I am going to be in Staten Island / Long Island for the weekend. I need to get in some hill repeats on Saturday, 5 reps at 20 minutes each. I'm looking for a sustained climb of 4-5 miles at 6-8% grade. I am willing to drive as far as needed to find this. 

Does anyone have any recommendations? 

I saw some posts about Bear Mountain - is this climb long/steep enough for my repeats?

Also, I was thinking the road up Hunter Mountain might work, but would prefer something closer.

Please help.

Thanks,

Steve


----------



## trener1 (Jan 22, 2004)

*Drive buddy drive.....*

You gotta get in the car and drive...
I think that the closest thing will be Bear Mt. 
If you start all the way at the Bottom at Rt 9W and go all the way to the top of Perkins Drive, it gives you just about 5 miles of climbing, it's not all that steep but it's all up, and
depending on how fit you are should take between 20-25 minutes.



SJS said:


> I am going to be in Staten Island / Long Island for the weekend. I need to get in some hill repeats on Saturday, 5 reps at 20 minutes each. I'm looking for a sustained climb of 4-5 miles at 6-8% grade. I am willing to drive as far as needed to find this.
> 
> Does anyone have any recommendations?
> 
> ...


----------



## SJS (Mar 13, 2006)

*How Steep?*



trener1 said:


> You gotta get in the car and drive...
> I think that the closest thing will be Bear Mt.
> If you start all the way at the Bottom at Rt 9W and go all the way to the top of Perkins Drive, it gives you just about 5 miles of climbing, it's not all that steep but it's all up, and
> depending on how fit you are should take between 20-25 minutes.
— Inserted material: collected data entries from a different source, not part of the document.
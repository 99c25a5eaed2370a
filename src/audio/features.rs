use serde::Deserialize;
use std::ops::Deref;
use std::sync::Arc;

/// One spectrogram column: magnitudes for bins `0..frame_size / 2`.
///
/// Immutable once built; clones share the same allocation.
#[derive(Clone, Debug, PartialEq)]
pub struct Spectrum(Arc<[f32]>);

impl Spectrum {
    pub fn new(bins: Vec<f32>) -> Self {
        Self(bins.into())
    }

    pub fn bins(&self) -> &[f32] {
        &self.0
    }

    /// Frame size the spectrum was computed from.
    pub fn frame_size(&self) -> usize {
        self.0.len() * 2
    }

    pub fn max(&self) -> f32 {
        self.0.iter().copied().fold(0.0f32, f32::max)
    }

    /// Index of the strongest bin, lowest index on ties.
    pub fn peak_bin(&self) -> Option<usize> {
        let mut best: Option<(usize, f32)> = None;
        for (i, &m) in self.0.iter().enumerate() {
            if best.map_or(true, |(_, b)| m > b) {
                best = Some((i, m));
            }
        }
        best.map(|(i, _)| i)
    }

    /// Centre frequency of `bin` in Hz.
    pub fn bin_frequency(&self, bin: usize, sample_rate: u32) -> f32 {
        bin as f32 * sample_rate as f32 / self.frame_size() as f32
    }

    pub fn shares_storage(&self, other: &Spectrum) -> bool {
        Arc::ptr_eq(&self.0, &other.0)
    }
}

impl Deref for Spectrum {
    type Target = [f32];

    fn deref(&self) -> &[f32] {
        &self.0
    }
}

impl FromIterator<f32> for Spectrum {
    fn from_iter<I: IntoIterator<Item = f32>>(iter: I) -> Self {
        Self(iter.into_iter().collect())
    }
}

impl From<Vec<f32>> for Spectrum {
    fn from(bins: Vec<f32>) -> Self {
        Self::new(bins)
    }
}

/// Per-frame output handed to sinks and visitors.
#[derive(Clone, Debug)]
pub struct FrameResult {
    pub index: usize,
    /// First sample of the frame in the input stream
    pub offset: usize,
    pub padded: usize,
    /// Mean absolute amplitude, present when the waveform is requested
    pub amplitude: Option<f32>,
    /// Magnitude spectrum, present when the spectrogram is requested
    pub spectrum: Option<Spectrum>,
}

/// How the classifier input vector is built.
#[derive(Debug, Clone, Copy, Default, PartialEq, Eq, Deserialize)]
#[serde(rename_all = "snake_case")]
pub enum FeatureScheme {
    /// Mean band magnitudes of the spectrogram, log-compressed and peak-scaled
    #[default]
    BandEnergy,
    /// Constant 0.1 filler
    Placeholder,
}

const PLACEHOLDER_VALUE: f32 = 0.1;

pub fn extract_features(scheme: FeatureScheme, columns: &[Spectrum], len: usize) -> Vec<f32> {
    match scheme {
        FeatureScheme::BandEnergy => band_energy(columns, len),
        FeatureScheme::Placeholder => vec![PLACEHOLDER_VALUE; len],
    }
}

/// Pool each column into `bands` contiguous bin ranges, average over
/// columns, compress with `ln(1 + x)` and scale so the loudest band is 1.
pub fn band_energy(columns: &[Spectrum], bands: usize) -> Vec<f32> {
    let mut out = vec![0.0f32; bands];
    if bands == 0 || columns.is_empty() {
        return out;
    }

    let mut used = 0usize;
    for column in columns {
        let bins = column.len();
        if bins == 0 {
            continue;
        }
        used += 1;
        for (band, value) in out.iter_mut().enumerate() {
            let lo = band * bins / bands;
            let hi = ((band + 1) * bins / bands).max(lo + 1).min(bins);
            if lo >= bins {
                continue;
            }
            let slice = &column[lo..hi];
            *value += slice.iter().sum::<f32>() / slice.len() as f32;
        }
    }

    if used == 0 {
        return out;
    }
    for value in out.iter_mut() {
        *value = (*value / used as f32).ln_1p();
    }

    let peak = out.iter().copied().fold(0.0f32, f32::max);
    if peak > 1e-10 {
        for value in out.iter_mut() {
            *value /= peak;
        }
    }
    out
}

#[cfg(test)]
mod tests {
    use super::*;

    #[test]
    fn spectrum_accessors() {
        let s = Spectrum::new(vec![0.0, 3.0, 5.0, 5.0]);
        assert_eq!(s.len(), 4);
        assert_eq!(s.frame_size(), 8);
        assert_eq!(s.max(), 5.0);
        assert_eq!(s.peak_bin(), Some(2));
        assert!((s.bin_frequency(1, 8000) - 1000.0).abs() < 1e-3);

        let copy = s.clone();
        assert!(copy.shares_storage(&s));
        assert_eq!(Spectrum::new(Vec::new()).peak_bin(), None);
    }

    #[test]
    fn placeholder_is_constant() {
        let v = extract_features(FeatureScheme::Placeholder, &[], 128);
        assert_eq!(v.len(), 128);
        assert!(v.iter().all(|&x| (x - 0.1).abs() < f32::EPSILON));
    }

    #[test]
    fn band_energy_of_nothing_is_zero() {
        assert_eq!(band_energy(&[], 4), vec![0.0; 4]);
        let silent = vec![Spectrum::new(vec![0.0; 16]); 3];
        assert_eq!(band_energy(&silent, 4), vec![0.0; 4]);
    }

    #[test]
    fn band_energy_is_peak_scaled() {
        let mut bins = vec![0.0; 16];
        bins[0] = 8.0;
        bins[12] = 2.0;
        let columns = vec![Spectrum::new(bins); 2];
        let features = band_energy(&columns, 4);
        assert_eq!(features.len(), 4);
        assert!((features[0] - 1.0).abs() < 1e-6);
        assert_eq!(features[1], 0.0);
        assert!(features[3] > 0.0 && features[3] < 1.0);
        assert!(features.iter().all(|&x| (0.0..=1.0).contains(&x)));
    }

    #[test]
    fn band_energy_handles_more_bands_than_bins() {
        let columns = vec![Spectrum::new(vec![1.0, 2.0])];
        let features = band_energy(&columns, 8);
        assert_eq!(features.len(), 8);
        assert!(features.iter().all(|&x| x.is_finite()));
        assert!((features[7] - 1.0).abs() < 1e-6);
    }
}
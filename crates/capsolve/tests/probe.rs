use std::fs;
use std::path::{Path, PathBuf};

use anyhow::Result;
use capsolve::{ProbeRequest, explain, probe};
use capsolve_context::RunConfig;
use tempfile::TempDir;

const CENTRAL: &str = r#"{
    "name": "central",
    "resources": [
        {
            "capabilities": [
                { "namespace": "osgi.identity",
                  "attributes": { "osgi.identity": "org.apache.felix.framework", "version:Version": "4.0.2" } },
                { "namespace": "osgi.contract",
                  "attributes": { "osgi.contract": "OSGiFramework" } },
                { "namespace": "osgi.wiring.package",
                  "attributes": { "osgi.wiring.package": "org.osgi.framework", "version:Version": "1.7" } }
            ]
        },
        {
            "capabilities": [
                { "namespace": "osgi.identity",
                  "attributes": { "osgi.identity": "a", "version:Version": "1.0" } },
                { "namespace": "osgi.wiring.package",
                  "attributes": { "osgi.wiring.package": "com.x", "version:Version": "1.0" } }
            ]
        }
    ]
}"#;

const EXTRA: &str = r#"{
    "resources": [
        {
            "capabilities": [
                { "namespace": "osgi.identity",
                  "attributes": { "osgi.identity": "b", "version:Version": "1.0" } },
                { "namespace": "osgi.wiring.package",
                  "attributes": { "osgi.wiring.package": "com.x", "version:Version": "1.2" } }
            ]
        }
    ]
}"#;

const RUN: &str = r#"
ee = "JavaSE-1.7"
framework = { identity = "org.apache.felix.framework" }

[[requires]]
namespace = "osgi.wiring.package"
filter = "(osgi.wiring.package=com.x)"
"#;

fn write(dir: &Path, name: &str, contents: &str) -> Result<PathBuf> {
    let path = dir.join(name);
    fs::write(&path, contents)?;
    Ok(path)
}

fn fixture() -> Result<(TempDir, RunConfig, Vec<PathBuf>)> {
    let dir = tempfile::tempdir()?;
    let config = RunConfig::from_path(&write(dir.path(), "run.toml", RUN)?)?;
    let indexes = vec![
        write(dir.path(), "central.json", CENTRAL)?,
        write(dir.path(), "extra.json", EXTRA)?,
    ];
    Ok((dir, config, indexes))
}

#[test]
fn probe_ranks_providers_from_every_index() -> Result<()> {
    let (_dir, config, indexes) = fixture()?;
    let outcome = probe(ProbeRequest {
        config,
        indexes,
        requirements: Vec::new(),
    })?;

    assert_eq!(outcome.execution_environment, "JavaSE-1.7");
    assert_eq!(outcome.repositories, vec!["central".to_string(), "extra".to_string()]);
    assert_eq!(outcome.framework.as_deref(), Some("org.apache.felix.framework 4.0.2"));
    assert_eq!(outcome.mandatory_resources.as_ref().map(Vec::len), Ok(2));

    assert_eq!(outcome.lookups.len(), 1);
    let providers = &outcome.lookups[0].providers;
    assert_eq!(providers.len(), 2);
    assert!(providers[0].starts_with("b@1.0.0"), "{providers:?}");
    assert!(providers[1].starts_with("a@1.0.0"), "{providers:?}");
    assert!(outcome.failed.is_empty());
    assert_eq!(outcome.repository_queries, 2);

    let rendered = outcome.to_string();
    assert!(rendered.contains("framework: org.apache.felix.framework 4.0.2"));
    assert!(rendered.contains("  1. b@1.0.0"));
    Ok(())
}

#[test]
fn command_line_requirements_replace_descriptor_requirements() -> Result<()> {
    let (_dir, config, indexes) = fixture()?;
    let outcome = probe(ProbeRequest {
        config,
        indexes,
        requirements: vec![
            r#"osgi.wiring.package;filter:="(osgi.wiring.package=javax.annotation)""#.to_string(),
            r#"osgi.wiring.package;filter:="(osgi.wiring.package=com.missing)""#.to_string(),
        ],
    })?;

    assert_eq!(outcome.lookups.len(), 2);
    assert_eq!(outcome.lookups[0].providers.len(), 1);
    assert!(outcome.lookups[0].providers[0].starts_with("org.apache.felix.framework@4.0.2"));
    assert!(outcome.lookups[1].providers.is_empty());
    assert_eq!(outcome.failed.len(), 1);
    assert!(outcome.to_string().contains("<no providers>"));
    Ok(())
}

#[test]
fn missing_framework_is_reported_not_fatal() -> Result<()> {
    let (_dir, _config, indexes) = fixture()?;
    let outcome = probe(ProbeRequest {
        config: RunConfig::default(),
        indexes,
        requirements: vec![
            r#"osgi.wiring.package;filter:="(osgi.wiring.package=com.x)""#.to_string(),
        ],
    })?;

    assert_eq!(outcome.framework, None);
    let err = outcome.mandatory_resources.clone().unwrap_err();
    assert!(err.contains("could not find framework"));
    assert_eq!(outcome.lookups[0].providers.len(), 2);

    let json = serde_json::to_value(&outcome)?;
    assert!(json["mandatory_resources"]["Err"].is_string());
    assert_eq!(json["lookups"][0]["providers"].as_array().map(Vec::len), Some(2));
    Ok(())
}

#[test]
fn explain_prints_initialization_report() -> Result<()> {
    let (_dir, config, indexes) = fixture()?;
    let report = explain(ProbeRequest {
        config,
        indexes,
        requirements: Vec::new(),
    })?;
    assert!(report.contains("execution environment: JavaSE-1.7"));
    assert!(report.contains("repositories: central, extra"));
    assert!(report.contains("osgi.wiring.package: (osgi.wiring.package=com.x)"));
    Ok(())
}

#[test]
fn malformed_index_names_the_file() -> Result<()> {
    let dir = tempfile::tempdir()?;
    let broken = write(dir.path(), "broken.json", "{ not json")?;
    let err = probe(ProbeRequest {
        indexes: vec![broken],
        ..ProbeRequest::default()
    })
    .unwrap_err();
    assert!(format!("{err:#}").contains("broken.json"));
    Ok(())
}
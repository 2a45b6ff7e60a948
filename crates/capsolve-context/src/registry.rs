use std::fmt;
use std::sync::Arc;

use capsolve_core::{Repository, ResolverHook};

/// Repositories and resolver hooks available to a resolution, in
/// registration order. Read-only once handed to a context.
#[derive(Clone, Default)]
pub struct PluginRegistry {
    repositories: Vec<Arc<dyn Repository>>,
    hooks: Vec<Arc<dyn ResolverHook>>,
}

impl PluginRegistry {
    pub fn new() -> Self {
        Self::default()
    }

    pub fn with_repository(mut self, repository: Arc<dyn Repository>) -> Self {
        self.repositories.push(repository);
        self
    }

    pub fn with_hook(mut self, hook: Arc<dyn ResolverHook>) -> Self {
        self.hooks.push(hook);
        self
    }

    pub fn repositories(&self) -> &[Arc<dyn Repository>] {
        &self.repositories
    }

    pub fn hooks(&self) -> &[Arc<dyn ResolverHook>] {
        &self.hooks
    }

    /// Repositories to query. Without an allowlist that is every registered
    /// repository; with one, the named repositories in allowlist order.
    /// Names that match nothing are skipped.
    pub fn select_repositories(&self, allowlist: Option<&[String]>) -> Vec<Arc<dyn Repository>> {
        let Some(names) = allowlist else {
            return self.repositories.clone();
        };
        let mut selected = Vec::with_capacity(names.len());
        for name in names {
            match self
                .repositories
                .iter()
                .find(|repository| repository.name() == name)
            {
                Some(repository) => {
                    if !selected
                        .iter()
                        .any(|existing: &Arc<dyn Repository>| Arc::ptr_eq(existing, repository))
                    {
                        selected.push(Arc::clone(repository));
                    }
                }
                None => tracing::warn!(repository = %name, "allowlisted repository is not registered"),
            }
        }
        selected
    }
}

impl fmt::Debug for PluginRegistry {
    fn fmt(&self, f: &mut fmt::Formatter<'_>) -> fmt::Result {
        let names: Vec<&str> = self.repositories.iter().map(|repo| repo.name()).collect();
        f.debug_struct("PluginRegistry")
            .field("repositories", &names)
            .field("hooks", &self.hooks.len())
            .finish()
    }
}

#[cfg(test)]
mod tests {
    use capsolve_core::ResourcesRepository;

    use super::*;

    fn registry() -> PluginRegistry {
        PluginRegistry::new()
            .with_repository(Arc::new(ResourcesRepository::new("a", Vec::new())))
            .with_repository(Arc::new(ResourcesRepository::new("b", Vec::new())))
            .with_repository(Arc::new(ResourcesRepository::new("c", Vec::new())))
    }

    fn names(repos: &[Arc<dyn Repository>]) -> Vec<&str> {
        repos.iter().map(|repo| repo.name()).collect()
    }

    #[test]
    fn no_allowlist_keeps_registration_order() {
        let registry = registry();
        assert_eq!(names(&registry.select_repositories(None)), ["a", "b", "c"]);
    }

    #[test]
    fn allowlist_reorders_and_filters() {
        let registry = registry();
        let allow = vec!["c".to_string(), "missing".to_string(), "a".to_string()];
        assert_eq!(names(&registry.select_repositories(Some(&allow))), ["c", "a"]);
    }
}
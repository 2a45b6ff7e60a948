//! Execution environments and the packages they imply.
//!
//! Each bundled `resources/ee/<name>.properties` lists under `jre.packages`
//! the non-`java.*` packages first shipped with that environment. The
//! packages of an environment are its own plus those of every environment
//! it is backward compatible with.

use std::fmt;
use std::str::FromStr;

use semver::Version;

use crate::error::ResolveError;

#[derive(Debug, Clone, Copy, Default, PartialEq, Eq, Hash, PartialOrd, Ord)]
pub enum ExecutionEnvironment {
    OsgiMinimum10,
    OsgiMinimum11,
    OsgiMinimum12,
    Jre11,
    J2se12,
    J2se13,
    J2se14,
    J2se15,
    #[default]
    JavaSe16,
    JavaSe17,
    JavaSe18,
}

impl ExecutionEnvironment {
    /// Oldest first.
    pub const ALL: [Self; 11] = [
        Self::OsgiMinimum10,
        Self::OsgiMinimum11,
        Self::OsgiMinimum12,
        Self::Jre11,
        Self::J2se12,
        Self::J2se13,
        Self::J2se14,
        Self::J2se15,
        Self::JavaSe16,
        Self::JavaSe17,
        Self::JavaSe18,
    ];

    /// Legacy name, as used in `Bundle-RequiredExecutionEnvironment`.
    pub fn name(self) -> &'static str {
        match self {
            Self::OsgiMinimum10 => "OSGi/Minimum-1.0",
            Self::OsgiMinimum11 => "OSGi/Minimum-1.1",
            Self::OsgiMinimum12 => "OSGi/Minimum-1.2",
            Self::Jre11 => "JRE-1.1",
            Self::J2se12 => "J2SE-1.2",
            Self::J2se13 => "J2SE-1.3",
            Self::J2se14 => "J2SE-1.4",
            Self::J2se15 => "J2SE-1.5",
            Self::JavaSe16 => "JavaSE-1.6",
            Self::JavaSe17 => "JavaSE-1.7",
            Self::JavaSe18 => "JavaSE-1.8",
        }
    }

    /// Name used by the versioned `osgi.ee` capability form.
    pub fn capability_name(self) -> &'static str {
        match self {
            Self::OsgiMinimum10 | Self::OsgiMinimum11 | Self::OsgiMinimum12 => "OSGi/Minimum",
            Self::Jre11 => "JRE",
            _ => "JavaSE",
        }
    }

    pub fn capability_version(self) -> Version {
        match self {
            Self::OsgiMinimum10 => Version::new(1, 0, 0),
            Self::OsgiMinimum11 | Self::Jre11 => Version::new(1, 1, 0),
            Self::OsgiMinimum12 | Self::J2se12 => Version::new(1, 2, 0),
            Self::J2se13 => Version::new(1, 3, 0),
            Self::J2se14 => Version::new(1, 4, 0),
            Self::J2se15 => Version::new(1, 5, 0),
            Self::JavaSe16 => Version::new(1, 6, 0),
            Self::JavaSe17 => Version::new(1, 7, 0),
            Self::JavaSe18 => Version::new(1, 8, 0),
        }
    }

    pub fn parse(name: &str) -> Option<Self> {
        let name = name.trim();
        Self::ALL.into_iter().find(|ee| ee.name() == name)
    }

    /// Environments this one can stand in for, newest first.
    pub fn compatible(self) -> impl Iterator<Item = Self> {
        Self::ALL.into_iter().rev().filter(move |ee| *ee < self)
    }

    /// Packages provided by this environment, oldest additions first.
    pub fn packages(self) -> Vec<&'static str> {
        let mut packages: Vec<&'static str> = Vec::new();
        for ee in Self::ALL.into_iter().filter(|ee| *ee <= self) {
            for package in jre_packages(ee.properties()) {
                if !packages.contains(&package) {
                    packages.push(package);
                }
            }
        }
        packages
    }

    fn properties(self) -> &'static str {
        match self {
            Self::OsgiMinimum10 => include_str!("../resources/ee/OSGi-Minimum-1.0.properties"),
            Self::OsgiMinimum11 => include_str!("../resources/ee/OSGi-Minimum-1.1.properties"),
            Self::OsgiMinimum12 => include_str!("../resources/ee/OSGi-Minimum-1.2.properties"),
            Self::Jre11 => include_str!("../resources/ee/JRE-1.1.properties"),
            Self::J2se12 => include_str!("../resources/ee/J2SE-1.2.properties"),
            Self::J2se13 => include_str!("../resources/ee/J2SE-1.3.properties"),
            Self::J2se14 => include_str!("../resources/ee/J2SE-1.4.properties"),
            Self::J2se15 => include_str!("../resources/ee/J2SE-1.5.properties"),
            Self::JavaSe16 => include_str!("../resources/ee/JavaSE-1.6.properties"),
            Self::JavaSe17 => include_str!("../resources/ee/JavaSE-1.7.properties"),
            Self::JavaSe18 => include_str!("../resources/ee/JavaSE-1.8.properties"),
        }
    }
}

impl FromStr for ExecutionEnvironment {
    type Err = ResolveError;

    fn from_str(value: &str) -> Result<Self, Self::Err> {
        Self::parse(value).ok_or_else(|| ResolveError::UnknownExecutionEnvironment(value.to_string()))
    }
}

impl fmt::Display for ExecutionEnvironment {
    fn fmt(&self, f: &mut fmt::Formatter<'_>) -> fmt::Result {
        f.write_str(self.name())
    }
}

/// Read `jre.packages` out of a properties document, honouring `\`
/// line continuations and `#` comments.
fn jre_packages(properties: &str) -> Vec<&str> {
    let mut in_value = false;
    let mut packages = Vec::new();
    for line in properties.lines() {
        let trimmed = line.trim();
        if !in_value {
            if trimmed.starts_with('#') || trimmed.starts_with('!') {
                continue;
            }
            let Some(rest) = trimmed.strip_prefix("jre.packages") else {
                continue;
            };
            let Some(value) = rest.trim_start().strip_prefix(['=', ':']) else {
                continue;
            };
            in_value = collect(value, &mut packages);
        } else {
            in_value = collect(trimmed, &mut packages);
        }
    }
    packages
}

/// Push the packages on one physical line; true when the line continues.
fn collect<'a>(line: &'a str, packages: &mut Vec<&'a str>) -> bool {
    let (body, continues) = match line.trim_end().strip_suffix('\\') {
        Some(body) => (body, true),
        None => (line, false),
    };
    packages.extend(body.split(',').map(str::trim).filter(|p| !p.is_empty()));
    continues
}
Thank you trener1. Just a question, about how steep do you think Bear Mountain is? 6%?


----------



## trener1 (Jan 22, 2004)

I would say the first part, from 9W to the start of Perkins is about 4.5% and once you make the turn onto Perkins about 6% or so. 

I would say park at the inn, then when you ride out of the parking lo, turn right, you will hit a traffic circle, go all the way down to the bottom, where you exit the park, you will be on Rt 9W, turn around and start climbing. after about 2.5 miles you will see a sign on your right for Perkins drive, head up until you hit the top.

Let me know how you like it.

If you need something steeper you can head up to New Paltz, but that will be an even Longer drive.






SJS said:


> Thank you trener1. Just a question, about how steep do you think Bear Mountain is? 6%?


----------